MSNBC and Hayhoe get no support from the federal National Hurricane Center. Scientists there published an article titled “Can we detect a change in Atlantic hurricanes today due to human-caused climate change?” Their short answer: no. Their explanation:

“Atlantic hurricanes display distinct busy and quiet periods: Busy hurricane decades occurred in the late 19th century, mid-20th century, and from the mid-1990s onward, but quieter decades in the early 20th century and in the 1970s to early-1990s.

“These multi-decadal variations in Atlantic tropical storms and hurricanes have been linked to a phenomenon called the Atlantic Multidecadal Variability, which may be primarily natural internal variability or aerosol-driven.

“A detectable greenhouse gas-induced influence on observed Atlantic tropical storm and hurricane behavior to date is difficult to identify because of the 50-to-80-year variability in hurricane activity.

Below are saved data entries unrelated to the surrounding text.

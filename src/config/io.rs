//! Configuration file I/O operations

use std::fs::{File, OpenOptions};
use std::io::Write;
use std::path::{Path, PathBuf};

use anyhow::{Context, Result};
use fs2::FileExt;
use tracing::{info, warn};

use super::Config;

impl Config {
    /// Get the global config directory path (~/.mesmerizer/)
    pub fn global_config_dir() -> PathBuf {
        dirs::home_dir()
            .unwrap_or_else(|| PathBuf::from("."))
            .join(".mesmerizer")
    }

    /// Get the global config file path (~/.mesmerizer/config.toml)
    pub fn global_config_path() -> PathBuf {
        Self::global_config_dir().join("config.toml")
    }

    /// Load configuration from a file
    pub fn from_file(path: &Path) -> Result<Self> {
        let content = std::fs::read_to_string(path)
            .with_context(|| format!("Failed to read config file: {}", path.display()))?;

        let config: Config = toml::from_str(&content)
            .with_context(|| format!("Failed to parse config file: {}", path.display()))?;

        Ok(config)
    }

    /// Save configuration to a file with atomic write and file locking.
    ///
    /// An exclusive lock on a sibling lock file keeps two instances from
    /// writing at once; the temp file + rename keeps a crash from leaving a
    /// truncated config behind.
    pub fn save_to_file(&self, path: &Path) -> Result<()> {
        if let Some(parent) = path.parent() {
            std::fs::create_dir_all(parent).with_context(|| {
                format!("Failed to create config directory: {}", parent.display())
            })?;
        }

        let content = toml::to_string_pretty(self).with_context(|| "Failed to serialize config")?;

        let _lock = lock_config(path)?;
        write_atomically(path, &content)
    }

    /// Load configuration from `path`, creating it with defaults if missing.
    pub fn load_from(path: &Path) -> Result<Self> {
        if !path.exists() {
            Self::init_at(path)?;
        }
        Self::from_file(path)
    }

    /// Load the global configuration, falling back to defaults on any error.
    ///
    /// A broken config file must not keep the app from starting.
    pub fn load_or_default() -> Self {
        let path = Self::global_config_path();
        match Self::load_from(&path) {
            Ok(config) => config,
            Err(e) => {
                warn!(
                    "[mesmerizer] Failed to load config ({}): {:#}. Falling back to defaults.",
                    path.display(),
                    e
                );
                Self::with_defaults()
            }
        }
    }

    /// Write a default config to `path` unless another process got there first
    fn init_at(path: &Path) -> Result<()> {
        if let Some(parent) = path.parent() {
            std::fs::create_dir_all(parent).with_context(|| {
                format!("Failed to create config directory: {}", parent.display())
            })?;
        }

        let _lock = lock_config(path)?;

        // Re-check after acquiring the lock
        if path.exists() {
            return Ok(());
        }

        let content = toml::to_string_pretty(&Self::with_defaults())
            .with_context(|| "Failed to serialize default config")?;
        write_atomically(path, &content)?;

        info!("[mesmerizer] Created {}", path.display());
        Ok(())
    }
}

/// Acquire an exclusive lock next to the config file; released on drop
fn lock_config(path: &Path) -> Result<File> {
    let lock_path = path.with_extension("toml.lock");
    let lock_file = OpenOptions::new()
        .write(true)
        .create(true)
        .truncate(true)
        .open(&lock_path)
        .with_context(|| format!("Failed to create lock file: {}", lock_path.display()))?;

    lock_file
        .lock_exclusive()
        .with_context(|| "Failed to acquire config lock")?;

    Ok(lock_file)
}

fn write_atomically(path: &Path, content: &str) -> Result<()> {
    let temp_path = path.with_extension("toml.tmp");
    let mut temp_file = OpenOptions::new()
        .write(true)
        .create(true)
        .truncate(true)
        .open(&temp_path)
        .with_context(|| format!("Failed to create temp file: {}", temp_path.display()))?;

    temp_file
        .write_all(content.as_bytes())
        .with_context(|| "Failed to write config content")?;

    temp_file
        .sync_all()
        .with_context(|| "Failed to sync config file")?;

    std::fs::rename(&temp_path, path)
        .with_context(|| format!("Failed to rename config file: {}", path.display()))?;

    Ok(())
}
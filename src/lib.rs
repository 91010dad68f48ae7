//! Mesmerizer - PDF voice assistant
//!
//! Upload PDFs once, keep their text in a local SQLite library and get it
//! back through a desktop window or by voice: say the wake phrase, then
//! "upload", "read" or anything else.
//!
//! ## Layout
//!
//! - `library`: document store, PDF extraction, upload flow, file picker
//! - `voice`: microphone, speech-to-text, text-to-speech, wake word gate
//! - `assistant`: the command loop driven by the wake word
//! - `gui`: the egui window
//! - `config`: `~/.mesmerizer/config.toml` and the wake phrase file

pub mod assistant;
pub mod config;
pub mod domain;
pub mod gui;
pub mod library;
pub mod voice;

pub use domain::*;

“The bottom-line answer to the question in the title is: No, we cannot confidently detect a trend today in observed Atlantic hurricane activity due to man-made (greenhouse gas-driven) climate change. Some human influence may be present though still below the threshold for confident detection.”

Climate alarmists also point to the large number of hurricanes in 2020 as proof of impending climate change doom. The National Hurricane Center’s official blog explains that instead of hurricane numbers, tropical meteorologists prefer a metric called Accumulated Cyclone Energy or ACE that combines how strong the peak winds reached in a tropical cyclone and how long they lasted.

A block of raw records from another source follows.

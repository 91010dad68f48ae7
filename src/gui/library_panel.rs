//! Library panel state and actions
//!
//! Everything the window's buttons do, kept free of egui so it can be
//! tested against an in-memory store.

use std::path::Path;

use tracing::{error, info};

use crate::config::GuiSettings;
use crate::domain::{DeleteOutcome, LogEvent, truncate_chars};
use crate::library::{DocumentStore, FilePicker, upload_pdf};

pub const NO_SELECTION: &str = "No PDF selected.";

#[derive(Debug, Default)]
pub struct LibraryPanel {
    /// Stored filenames, newest first
    pub names: Vec<String>,
    pub selected: Option<String>,
    /// Name waiting for delete confirmation
    pub pending_delete: Option<String>,
    pub search_query: String,
    /// Result of the last upload, shown under the button
    pub info_line: String,
    pub logs: Vec<LogEvent>,
}

impl LibraryPanel {
    pub fn new() -> Self {
        Self::default()
    }

    /// Reload the dropdown. Selection stays if the name still exists,
    /// otherwise falls back to the newest document.
    pub fn refresh(&mut self, store: &DocumentStore) {
        match store.list() {
            Ok(names) => {
                let keep = self
                    .selected
                    .as_ref()
                    .filter(|name| names.contains(name))
                    .cloned();
                self.selected = keep.or_else(|| names.first().cloned());
                self.names = names;
            }
            Err(e) => {
                error!("Failed to list documents: {}", e);
                self.push(LogEvent::error(format!("Failed to list documents: {}", e)));
            }
        }
    }

    /// Select the newest document after an upload
    fn refresh_to_newest(&mut self, store: &DocumentStore) {
        self.selected = None;
        self.refresh(store);
    }

    pub fn upload_with(&mut self, store: &DocumentStore, picker: &dyn FilePicker) {
        match picker.pick_pdf() {
            Some(path) => self.upload_path(store, &path),
            None => self.info_line = "No file selected.".to_string(),
        }
    }

    pub fn upload_path(&mut self, store: &DocumentStore, path: &Path) {
        match upload_pdf(store, path) {
            Ok(outcome) => {
                let message = outcome.message();
                info!("{}", message);
                self.info_line = message.clone();
                self.push(LogEvent::upload(message));
                self.refresh_to_newest(store);
            }
            Err(e) => {
                error!("Upload failed: {}", e);
                self.info_line = format!("Upload failed: {}", e);
                self.push(LogEvent::error(e.to_string()));
            }
        }
    }

    /// Append the first characters of the selected document to the log
    pub fn load_selected(&mut self, store: &DocumentStore, settings: &GuiSettings) {
        let Some(name) = self.selected.clone() else {
            self.push(LogEvent::warning(NO_SELECTION));
            return;
        };

        match store.fetch(&name) {
            Ok(Some(content)) => {
                let preview = truncate_chars(&content, settings.load_preview_chars);
                self.push(
                    LogEvent::load(format!("Loaded {}", name))
                        .with_content(format!("--- {} ---\n{}\n...", name, preview)),
                );
            }
            Ok(None) => {
                self.push(LogEvent::error(format!("No content found in {}.", name)));
                self.refresh(store);
            }
            Err(e) => self.push(LogEvent::error(e.to_string())),
        }
    }

    /// Ask for confirmation before deleting the selection
    pub fn request_delete(&mut self) {
        match self.selected.clone() {
            Some(name) => self.pending_delete = Some(name),
            None => self.push(LogEvent::warning(NO_SELECTION)),
        }
    }

    pub fn cancel_delete(&mut self) {
        self.pending_delete = None;
    }

    pub fn confirm_delete(&mut self, store: &DocumentStore) {
        let Some(name) = self.pending_delete.take() else {
            return;
        };
        match store.delete(&name) {
            Ok(DeleteOutcome::Deleted) => self.push(LogEvent::delete(format!("Removed {}", name))),
            Ok(DeleteOutcome::NotFound) => {
                self.push(LogEvent::db(format!("{} was already removed", name)))
            }
            Err(e) => self.push(LogEvent::error(e.to_string())),
        }
        self.refresh(store);
    }

    pub fn search(&mut self, store: &DocumentStore, settings: &GuiSettings) {
        let keyword = self.search_query.trim().to_string();
        if keyword.is_empty() {
            return;
        }
        let Some(name) = self.selected.clone() else {
            self.push(LogEvent::warning(NO_SELECTION));
            return;
        };

        match store.search(&name, &keyword, settings.search_limit) {
            Ok(outcome) => self.push(
                LogEvent::search(format!("'{}' in {}", keyword, name))
                    .with_content(outcome.describe(&name, &keyword)),
            ),
            Err(e) => self.push(LogEvent::error(e.to_string())),
        }
    }

    pub fn push(&mut self, event: LogEvent) {
        self.logs.push(event);
    }
}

By this measure, 2020 was extremely busy, but not even close to record-breaking. In fact, with a total ACE of 180 units, 2020 was only the 13th busiest season on record since 1878 with seasons like 1893, 1933, 1950, and 2005 substantially more active than 2020.

The Center’s scientists explain that while there is a long-term increase in recorded ACE since the late 1800s, it’s quite a bit less dramatic than the increase of named storms.

It’s impossible to prove a negative, in this case that a warmer Gulf of Mexico didn’t increase Ian’s intensity. Nonetheless, Dr. Hayhoe has no way to support her statement that it did.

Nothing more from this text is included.